__To do__: Repeat verbatim, and only, the lines of the data below, beginning at the line that contains "2.0 <LICENSE-APACHE or" and stopping after the line that contains "to those terms.".

=== Begin Enclosure ===

// Copyright 2022 Sean Gillespie.
//
// Licensed under the Apache License, Version 2.0 <LICENSE-APACHE or
// http://www.apache.org/licenses/LICENSE-2.0> or the MIT license
// <LICENSE-MIT or http://opensource.org/licenses/MIT>, at your
// option. This file may not be copied, modified, or distributed
// except according to those terms.

//! Legal move generation.
//!
//! The generator emits fully legal moves directly, rather than filtering pseudo-legal
//! moves with a make/unmake probe. It classifies the position first — who is giving
//! check, which friendly pieces are pinned — and then restricts every piece's targets
//! accordingly:
//!
//!  * in double check only the king may move;
//!  * in single check every non-king move must capture the checker or block its line;
//!  * pinned pieces may only move along the line between the king and their pinner;
//!  * the king may never step onto a square the opponent attacks, computed with the king
//!    itself removed from the occupancy so it cannot hide behind its own shadow along a
//!    slider's line.
//!
//! En-passant gets one extra screen: making the capture removes two pawns from the board
//! at once, which can uncover a rank attack no pin test sees, so the capture is validated
//! against a simulated occupancy.

mod see;

pub use see::see;

use crate::{
    core::{attacks, *},
    position::{kingside_rook, queenside_rook},
    Position,
};

/// Masks restricting where moves may land, derived from the check situation.
struct Restrictions {
    /// Squares a capture may land on (the checker when in check, everything otherwise).
    capture: SquareSet,
    /// Squares a non-capture may land on (the checker's line when in check by a slider).
    push: SquareSet,
}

=== End Enclosure ===

__Answer to this problem__:
// Licensed under the Apache License, Version 2.0 <LICENSE-APACHE or
// http://www.apache.org/licenses/LICENSE-2.0> or the MIT license
// <LICENSE-MIT or http://opensource.org/licenses/MIT>, at your
// option. This file may not be copied, modified, or distributed
// except according to those terms.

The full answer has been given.